- _Prompt_: Using the listing below, work out how many lines include the word "effective". Only the number is to be given.

- _Dataset records_:
+++

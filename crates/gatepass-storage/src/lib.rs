// SPDX-FileCopyrightText: 2026 Gatepass Contributors
// SPDX-License-Identifier: MIT OR Apache-2.0

//! SQLite persistence layer for Gatepass.
//!
//! Two tables back the whole system: `invite_ledger` (every invite ever
//! issued, for quota accounting and history) and `bulk_jobs` (bulk invite
//! job state and progress). A single tokio-rusqlite connection serializes
//! all writes through one background thread.

pub mod database;
pub mod migrations;
pub mod models;
pub mod queries;

pub use database::{now_iso, Database};
pub use models::{BulkJobRecord, GlobalStats, InviteLogRecord};
impl InviteService {
    #[allow(clippy::too_many_arguments)]
    pub fn new(
        db: Database,
        resolver: PolicyResolver,
        directory: Arc<dyn DirectoryApi>,
        mailer: Arc<dyn Mailer>,
        runner: Arc<BulkJobRunner>,
        flow_slug: String,
        app_name: String,
        admin_group: String,
        directory_base_url: String,
    ) -> Self {
        let accountant = QuotaAccountant::new(db.clone());
        Self {
            db,
            resolver,
            accountant,
            directory,
            mailer,
            runner,
            flow_slug,
            app_name,
            admin_group,
            directory_base_url: directory_base_url.trim_end_matches('/').to_string(),
        }
    }

    /// The caller's effective policy.
    pub fn resolve_policy(&self, identity: &Identity) -> ResolvedPolicy {
        self.resolver.resolve(&identity.groups)
    }

    /// Quota status plus the policy-derived options the caller may pick from.
    pub async fn policy_overview(
        &self,
        identity: &Identity,
    ) -> Result<PolicyOverview, GatepassError> {
        let policy = self.resolve_policy(identity);
        let quota = self.accountant.status(&identity.sub, &policy.quota).await?;
        Ok(PolicyOverview {
            quota,
            allow_multi_use: policy.invite.allow_multi_use,
            expiry_options: policy
                .expiry_options()
                .into_iter()
                .map(|value| ExpiryOption {
                    value,
                    label: value.label(),
                })
                .collect(),
            groupings: policy
                .invite
                .allowed_groupings
                .iter()
                .map(|g| g.name.clone())
                .collect(),
            source_group: policy.source_group,
        })
    }

    /// Issue one invite synchronously: policy check, quota admission,
    /// upstream create, ledger record, optional delivery.
    pub async fn create_invite(
        &self,
        identity: &Identity,
        request: CreateInviteRequest,
    ) -> Result<CreatedInvite, GatepassError> {
        let policy = self.resolve_policy(identity);
        self.check_invite_rules(&policy, request.expiry, request.single_use, &request.groupings)?;
        self.accountant
            .check_admission(&identity.sub, &policy.quota, 1)
            .await?;

        let flow = self.require_flow().await?;
        let expanded = policy.expand_groupings(&request.groupings);

        let outcome = self
            .directory
            .create_invitation(CreateInvitationParams {
                name: request.name,
                expiry: request.expiry,
                single_use: request.single_use,
                flow_slug: flow.slug.clone(),
                flow_pk: flow.pk.clone(),
                creator_username: Some(identity.username.clone()),
                invite_groups: expanded,
            })
            .await?;

        let record = ledger::log_invite(
            &self.db,
            &identity.sub,
            &outcome.invitation.pk,
            outcome.invitation.expires.clone(),
            group_label(&request.groupings),
        )
        .await?;
        info!(
            owner = %identity.sub,
            invite = %outcome.invitation.pk,
            single_use = request.single_use,
            "invite created"
        );

        let email_sent = match &request.email_recipient {
            None => None,
            Some(recipient) => {
                let template = request
                    .email_message
                    .as_deref()
                    .unwrap_or("{{inviter_username}} has invited you to join: {{invite_url}}");
                let body = gatepass_email::template::render(
                    template,
                    &gatepass_email::TemplateVariables {
                        inviter_username: identity
                            .display_name
                            .clone()
                            .unwrap_or_else(|| identity.username.clone()),
                        expiration_date: outcome
                            .invitation
                            .expires
                            .clone()
                            .unwrap_or_else(|| "Never".to_string()),
                        invite_url: outcome.invite_url.clone(),
                    },
                );
                let subject = format!("Invitation to join {}", self.app_name);
                match self.mailer.send(recipient, &subject, &body).await {
                    Ok(sent) => Some(sent),
                    Err(err) => {
                        // The invite exists and is logged; delivery failure
                        // is reported, not fatal.
                        warn!(recipient = %recipient, error = %err, "invite email failed");
                        Some(false)
                    }
                }
            }
        };

        Ok(CreatedInvite {
            invite_id: outcome.invitation.pk,
            invite_url: outcome.invite_url,
            record_id: record.id,
            email_sent,
        })
    }

    /// The caller's invite history, newest first, synced against upstream.
    ///
    /// ACTIVE rows whose upstream invitation is gone are marked EXHAUSTED
    /// (a single-use link was consumed, or it was removed out-of-band).
    pub async fn history(
        &self,
        identity: &Identity,
        limit: u32,
    ) -> Result<Vec<HistoryEntry>, GatepassError> {
        let records = ledger::history(&self.db, &identity.sub, limit).await?;

        // pk -> slug, for rebuilding links of invites that target other flows.
        let slug_by_pk: HashMap<String, String> = match self.directory.list_flows().await {
            Ok(flows) => flows.into_iter().map(|f| (f.pk, f.slug)).collect(),
            Err(err) => {
                warn!(error = %err, "flow listing failed, history links degraded");
                HashMap::new()
            }
        };

        let mut entries = Vec::with_capacity(records.len());
        for mut record in records {
            let mut invite_url = None;
            if record.status == InviteStatus::Active {
                match self.directory.get_invitation(&record.invite_external_id).await {
                    Ok(Some(invitation)) => {
                        let slug = invitation
                            .flow
                            .as_ref()
                            .and_then(|pk| slug_by_pk.get(pk))
                            .map(String::as_str)
                            .unwrap_or(&self.flow_slug);
                        invite_url = Some(format!(
                            "{}/if/flow/{}/?itoken={}",
                            self.directory_base_url, slug, record.invite_external_id
                        ));
                    }
                    Ok(None) => {
                        ledger::mark_exhausted(&self.db, &record.id).await?;
                        record.status = InviteStatus::Exhausted;
                    }
                    Err(err) => {
                        warn!(invite = %record.invite_external_id, error = %err,
                            "upstream check failed, leaving record untouched");
                    }
                }
            }
            entries.push(HistoryEntry { record, invite_url });
        }
        Ok(entries)
    }

    /// Revoke one of the caller's invites: upstream delete plus DELETED mark.
    pub async fn revoke_invite(
        &self,
        identity: &Identity,
        record_id: &str,
    ) -> Result<(), GatepassError> {
        let record = ledger::find(&self.db, record_id)
            .await?
            .ok_or_else(|| GatepassError::NotFound {
                what: format!("invite {record_id}"),
            })?;
        if record.owner_sub != identity.sub {
            return Err(GatepassError::NotPermitted {
                message: "invite belongs to another user".to_string(),
            });
        }

        let deleted_upstream = self
            .directory
            .delete_invitation(&record.invite_external_id)
            .await?;
        if !deleted_upstream {
            warn!(invite = %record.invite_external_id, "upstream delete rejected, marking locally");
        }
        ledger::mark_deleted(&self.db, &record.id).await?;
        info!(owner = %identity.sub, invite = %record.invite_external_id, "invite revoked");
        Ok(())
    }

    /// Admit and enqueue a bulk job; the runner takes over on a detached task.
    pub async fn submit_bulk(
        &self,
        identity: &Identity,
        request: BulkInviteRequest,
    ) -> Result<BulkJobRecord, GatepassError> {
        let policy = self.resolve_policy(identity);
        self.check_invite_rules(&policy, request.expiry, request.single_use, &request.groupings)?;

        // Single-use needs one invite per recipient; a shared link needs one.
        let required = if request.single_use {
            request.recipients.len() as u64
        } else {
            1
        };
        self.accountant
            .check_admission(&identity.sub, &policy.quota, required)
            .await?;

        let job = jobs::create_job(&self.db, &identity.sub, request.recipients.len() as u32).await?;
        let payload = BulkJobPayload {
            recipients: request.recipients,
            message: request.message,
            expiry: request.expiry,
            single_use: request.single_use,
            invite_groupings: request.groupings,
            creator_sub: identity.sub.clone(),
            creator_username: identity.username.clone(),
            creator_display_name: identity.display_name.clone(),
            creator_groups: identity.groups.clone(),
        };
        self.runner.spawn(job.id.clone(), payload);
        info!(job_id = %job.id, total = job.total, "bulk job submitted");
        Ok(job)
    }

    /// A bulk job's current state. Scoped to its creator.
    pub async fn job_status(
        &self,
        identity: &Identity,
        job_id: &str,
    ) -> Result<BulkJobRecord, GatepassError> {
        let job = jobs::get_job(&self.db, job_id)
            .await?
            .filter(|job| job.creator_sub == identity.sub)
            .ok_or_else(|| GatepassError::NotFound {
                what: format!("bulk job {job_id}"),
            })?;
        Ok(job)
    }

    /// The caller's bulk jobs, newest first.
    pub async fn bulk_history(
        &self,
        identity: &Identity,
        limit: u32,
    ) -> Result<Vec<BulkJobRecord>, GatepassError> {
        jobs::history_for_creator(&self.db, &identity.sub, limit).await
    }

    /// Enrollment flows available upstream.
    pub async fn flows(&self) -> Result<Vec<FlowInfo>, GatepassError> {
        self.directory.list_flows().await
    }

    // --- Admin operations ---

    fn require_admin(&self, identity: &Identity) -> Result<(), GatepassError> {
        if identity.groups.iter().any(|g| g == &self.admin_group) {
            Ok(())
        } else {
            Err(GatepassError::NotPermitted {
                message: "admin privileges required".to_string(),
            })
        }
    }

    /// Purge a user's ledger, resetting their quota. Returns purged count.
    pub async fn reset_quota(
        &self,
        identity: &Identity,
        target_sub: &str,
    ) -> Result<u64, GatepassError> {
        self.require_admin(identity)?;
        let purged = ledger::reset_quota(&self.db, target_sub).await?;
        info!(admin = %identity.sub, target = %target_sub, purged, "quota reset");
        Ok(purged)
    }

    /// Instance-wide invite counters.
    pub async fn global_stats(&self, identity: &Identity) -> Result<GlobalStats, GatepassError> {
        self.require_admin(identity)?;
        ledger::global_stats(&self.db).await
    }

    /// Directory user search for the admin quota-reset picker.
    pub async fn search_users(
        &self,
        identity: &Identity,
        query: &str,
    ) -> Result<Vec<DirectoryUser>, GatepassError> {
        self.require_admin(identity)?;
        self.directory.search_users(query).await
    }

    // --- Internals ---

    fn check_invite_rules(
        &self,
        policy: &ResolvedPolicy,
        expiry: DurationToken,
        single_use: bool,
        groupings: &[String],
    ) -> Result<(), GatepassError> {
        if !single_use && !policy.invite.allow_multi_use {
            return Err(GatepassError::NotPermitted {
                message: "multi-use invites are not allowed for your account".to_string(),
            });
        }
        if !policy.is_expiry_allowed(expiry) {
            return Err(GatepassError::NotPermitted {
                message: format!("expiry {expiry} exceeds your policy's maximum"),
            });
        }
        for name in groupings {
            if !policy.is_grouping_allowed(name) {
                return Err(GatepassError::NotPermitted {
                    message: format!("grouping {name:?} is not allowed for your account"),
                });
            }
        }
        Ok(())
    }

    async fn require_flow(&self) -> Result<FlowInfo, GatepassError> {
        self.directory
            .get_flow(&self.flow_slug)
            .await?
            .ok_or_else(|| GatepassError::Directory {
                message: format!("enrollment flow {:?} not found", self.flow_slug),
                source: None,
            })
    }
}
// SPDX-FileCopyrightText: 2026 Gatepass Contributors
// SPDX-License-Identifier: MIT OR Apache-2.0

//! Policy resolution and quota accounting.
//!
//! [`PolicyResolver`] turns a user's group memberships into one effective
//! policy; [`QuotaAccountant`] measures that policy against the invite
//! ledger.

pub mod quota;
pub mod resolver;

pub use quota::{QuotaAccountant, QuotaStatus};
pub use resolver::{permissiveness_score, PolicyResolver, ResolvedPolicy};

+++

- _Response box_: 2